Thanks, girls! I need you all so much, and I am not afraid to admit it.Jules

I am sorry you are having a rough day....I hope this pretty bouquet of virtual flowers will cheer you up a bit! I am in your corner babe, cheering you on! I am so proud that despite your struggles you have stuck to your eating habits as well as the exercise and water! That is truly taking good care of yourself! See the strides you have made already?! This too shall pass.....



I found Willem doing excercises in the morning, and I just thought that was so cute! He said that he started doing them a couple of weeks ago. I've noticed that his tummy has gotten smaller too since I've changed my eating habits. I just think it's cool when you can see that you've influenced other family members in a positive way. It is clear to me that he is feeling better about himself. :) Not that he had a huge amount to lose anyways... but no man wants to walk around with a beer belly.



I weighed myself again this morning, it has been a week since the last time. I've lost another two pounds, bringing my total up to thirteen now. I'm satisfied with that number for the first three weeks. But more importantly, I FEEL much better in my clothes. Some of them are getting too big, because I've lost inches, as well as pounds. I think I'll have myself measured in another week. I just wish it could all come off at once. But as Kimi had written in an earlier post; it has taken us years to put the weight on, and it isn't going to just come off over night.
As far as I can remember, I have never ever gone to the grocery store just for fruits and veggies alone. I had done the majority of my grocery shopping in the middle of the week last week. And then on Friday, I needed to get some more fresh produce. And would you believe, that was ALL that I picked up?! Even with all of my little ones with me. Now, to many of you that may not be a very big deal. But for a woman that has had a junk food addiction, it is a very big deal. It just stood out to me that I didn't pick up any junk at all, not even for the rest of my family. 

After you get your hair cut,is it okay to say that you feel cute?
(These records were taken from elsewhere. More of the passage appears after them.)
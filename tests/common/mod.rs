//! Shared fakes and helpers for integration tests.

#![allow(dead_code)]

use anyhow::Result;
use async_trait::async_trait;
use std::sync::atomic::{AtomicUsize, Ordering};
use std::sync::{Arc, Mutex};
use tempfile::TempDir;
use wiremock::MockServer;

use pushbridge::platform::{
    HostRuntime, NotificationDisplay, PermissionState, PushManager, VendorPermission,
    VendorPushNotification,
};
use pushbridge::service_worker::DisplayOptions;
use pushbridge::{AuthTokenStore, Config, DeviceIdentity, PushClient, Subscription};

/// Service key every test client sends.
pub const SERVICE_KEY: &str = "sk_test_123";
/// Site domain every test client registers.
pub const DOMAIN: &str = "shop.example.com";
/// Website push id for vendor tests.
pub const WEBSITE_PUSH_ID: &str = "web.com.example.shop";

/// Auth secret whose encoding has no padding or substituted characters.
pub const AUTH_A: [u8; 6] = [1, 2, 3, 4, 5, 6];
/// A second, distinct auth secret.
pub const AUTH_B: [u8; 6] = [6, 5, 4, 3, 2, 1];
/// Browser-sized 16 byte auth secret; its identity ends in `==`.
pub const AUTH_PADDED: [u8; 16] = [0, 1, 2, 3, 4, 5, 6, 7, 8, 9, 10, 11, 12, 13, 14, 15];

pub fn subscription(auth: &[u8]) -> Subscription {
    Subscription::new(
        "https://push.example.com/send/abc",
        vec![4, 10, 20, 30],
        auth.to_vec(),
    )
}

/// `/v1/devices/{identity}/{resource}` for a subscription auth secret.
pub fn device_path(auth: &[u8], resource: &str) -> String {
    let identity = DeviceIdentity::derive(&subscription(auth));
    format!("/v1/devices/{identity}/{resource}")
}

pub fn config(server: &MockServer, dir: &TempDir) -> Config {
    Config {
        api_url: server.uri(),
        service_key: SERVICE_KEY.to_string(),
        domain: DOMAIN.to_string(),
        website_push_id: WEBSITE_PUSH_ID.to_string(),
        data_dir: Some(dir.path().to_path_buf()),
        ..Config::default()
    }
}

/// Push API fake with a fixed permission answer.
pub struct FakePushManager {
    permission: PermissionState,
    subscription: Mutex<Option<Subscription>>,
    pending: Subscription,
    pub registered_workers: Mutex<Vec<String>>,
    pub subscribed_with: Mutex<Option<Vec<u8>>>,
}

impl FakePushManager {
    /// Not yet subscribed; `subscribe` will hand out `pending`.
    pub fn new(permission: PermissionState, pending: Subscription) -> Arc<Self> {
        Arc::new(Self {
            permission,
            subscription: Mutex::new(None),
            pending,
            registered_workers: Mutex::new(Vec::new()),
            subscribed_with: Mutex::new(None),
        })
    }

    /// Already subscribed with `subscription`.
    pub fn subscribed(subscription: Subscription) -> Arc<Self> {
        let manager = Self::new(PermissionState::Granted, subscription.clone());
        *manager.subscription.lock().unwrap() = Some(subscription);
        manager
    }

    pub fn set_subscription(&self, subscription: Option<Subscription>) {
        *self.subscription.lock().unwrap() = subscription;
    }
}

#[async_trait]
impl PushManager for FakePushManager {
    async fn register_service_worker(&self, script_path: &str) -> Result<()> {
        self.registered_workers
            .lock()
            .unwrap()
            .push(script_path.to_string());
        Ok(())
    }

    async fn request_permission(&self) -> Result<PermissionState> {
        Ok(self.permission)
    }

    async fn subscribe(&self, application_server_key: &[u8]) -> Result<Subscription> {
        *self.subscribed_with.lock().unwrap() = Some(application_server_key.to_vec());
        *self.subscription.lock().unwrap() = Some(self.pending.clone());
        Ok(self.pending.clone())
    }

    async fn get_subscription(&self) -> Result<Option<Subscription>> {
        Ok(self.subscription.lock().unwrap().clone())
    }

    async fn unsubscribe(&self, _subscription: &Subscription) -> Result<bool> {
        Ok(self.subscription.lock().unwrap().take().is_some())
    }
}

/// Vendor permission fake: answers `initial`, and `after_prompt` once prompted.
pub struct FakeVendor {
    initial: VendorPermission,
    after_prompt: VendorPermission,
    pub prompts: AtomicUsize,
    prompted: Mutex<bool>,
}

impl FakeVendor {
    pub fn new(initial: VendorPermission, after_prompt: VendorPermission) -> Arc<Self> {
        Arc::new(Self {
            initial,
            after_prompt,
            prompts: AtomicUsize::new(0),
            prompted: Mutex::new(false),
        })
    }

    pub fn prompt_count(&self) -> usize {
        self.prompts.load(Ordering::SeqCst)
    }
}

pub fn vendor_permission(state: PermissionState, token: Option<&str>) -> VendorPermission {
    VendorPermission {
        permission: state,
        device_token: token.map(str::to_string),
    }
}

#[async_trait]
impl VendorPushNotification for FakeVendor {
    async fn permission(&self, _website_push_id: &str) -> Result<VendorPermission> {
        if *self.prompted.lock().unwrap() {
            Ok(self.after_prompt.clone())
        } else {
            Ok(self.initial.clone())
        }
    }

    async fn request_permission(
        &self,
        _web_service_url: &str,
        _website_push_id: &str,
    ) -> Result<VendorPermission> {
        self.prompts.fetch_add(1, Ordering::SeqCst);
        *self.prompted.lock().unwrap() = true;
        Ok(self.after_prompt.clone())
    }
}

/// Runtime exposing whichever fakes were supplied.
#[derive(Default)]
pub struct FakeRuntime {
    pub manager: Option<Arc<FakePushManager>>,
    pub vendor: Option<Arc<FakeVendor>>,
}

impl HostRuntime for FakeRuntime {
    fn push_manager(&self) -> Option<Arc<dyn PushManager>> {
        self.manager
            .as_ref()
            .map(|m| Arc::clone(m) as Arc<dyn PushManager>)
    }

    fn vendor_push(&self) -> Option<Arc<dyn VendorPushNotification>> {
        self.vendor
            .as_ref()
            .map(|v| Arc::clone(v) as Arc<dyn VendorPushNotification>)
    }
}

/// Client on the standard backend with an in-memory token slot.
pub fn standard_client(
    server: &MockServer,
    dir: &TempDir,
    manager: &Arc<FakePushManager>,
) -> PushClient {
    let runtime = FakeRuntime {
        manager: Some(Arc::clone(manager)),
        vendor: None,
    };
    PushClient::with_token_store(config(server, dir), &runtime, AuthTokenStore::memory()).unwrap()
}

/// Client on the vendor backend with an in-memory token slot.
pub fn vendor_client(server: &MockServer, dir: &TempDir, vendor: &Arc<FakeVendor>) -> PushClient {
    let runtime = FakeRuntime {
        manager: None,
        vendor: Some(Arc::clone(vendor)),
    };
    PushClient::with_token_store(config(server, dir), &runtime, AuthTokenStore::memory()).unwrap()
}

/// Display fake recording what was shown and opened.
#[derive(Default)]
pub struct RecordingDisplay {
    pub shown: Mutex<Vec<(String, DisplayOptions)>>,
    pub opened: Mutex<Vec<String>>,
}

#[async_trait]
impl NotificationDisplay for RecordingDisplay {
    async fn show_notification(&self, title: &str, options: &DisplayOptions) -> Result<()> {
        self.shown
            .lock()
            .unwrap()
            .push((title.to_string(), options.clone()));
        Ok(())
    }

    async fn open_window(&self, url: &str) -> Result<()> {
        self.opened.lock().unwrap().push(url.to_string());
        Ok(())
    }
}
I wanted to do something a little different that represented the new, emerging me. I'm feeling so good about myself. I hope that that doesn't sound too proud. But you know, for the first time in quite a while, I am taking pride in my appearance. And blast it all if I don't continue to take pride in my appearance. I mean, just because I'm a stay at home mom, doesn't mean that I have to live in the frump mom mode. Down with frump, and up with funk!

I had a cool thing happen to me this morning. I was the first person to get to Curves, and that has never happenned. I was there a couple of minutes before 6:00. In fact, I was the only one working out the whole time that I was there. In the past,(it's time for some real honesty here), I've enjoyed working out with other women, because I'm very strong and there are a couple of machines that are so tough that most women skip right over them. I never have, because I can do them, because I'm quite a bit stronger than the average woman. And, well, quite frankly, I enjoy that. I'm very competetive, and used to be very athletic. But, as I was working out this morning,(and as there was no one there to see me), I ended up having one of the hardest workouts that I can remember. And it made me think, I really am doing this for MYSELF. I don't have to have other people around me do to my best. And that I'm going to get out of it what I put into it. Just a cool revelation...

I'm learning to love myself again, and it's more than just the weight thing for me. If you were to ask me if I feel better about myself for my recent weight loss, the answer would of course, be yes. I know it's only eleven pounds so far, and I still have a huge amount to lose. But as I've started this journey, now only being on day eighteen, I've come to realize that I am really glad to be me. I've come to realize that I'm stronger than I thought. And every day that passes, in which I avoid the strongest of junk food temptations, it just solidifies to me, the fact that this time I am going to make it. I'm going to make it to my goal, and I'm going to live life to the fullest. Because I love myself, and I love my family.








Well, here I am on day twelve. I'm doing well, but there were a couple of days that were rather tough for me this week, being on my cycle and all. But, I have stuck to the plan. I've worked out three times this week, and plan to go tonight if Willem gets home in time. It's cool to already see my clothes fitting me better. I was in a slump where I just kept wearing the same couple of outfits over and over... the one's that I felt less fat in. Now I'm actually wearing some of my other things again, and it feels wonderful.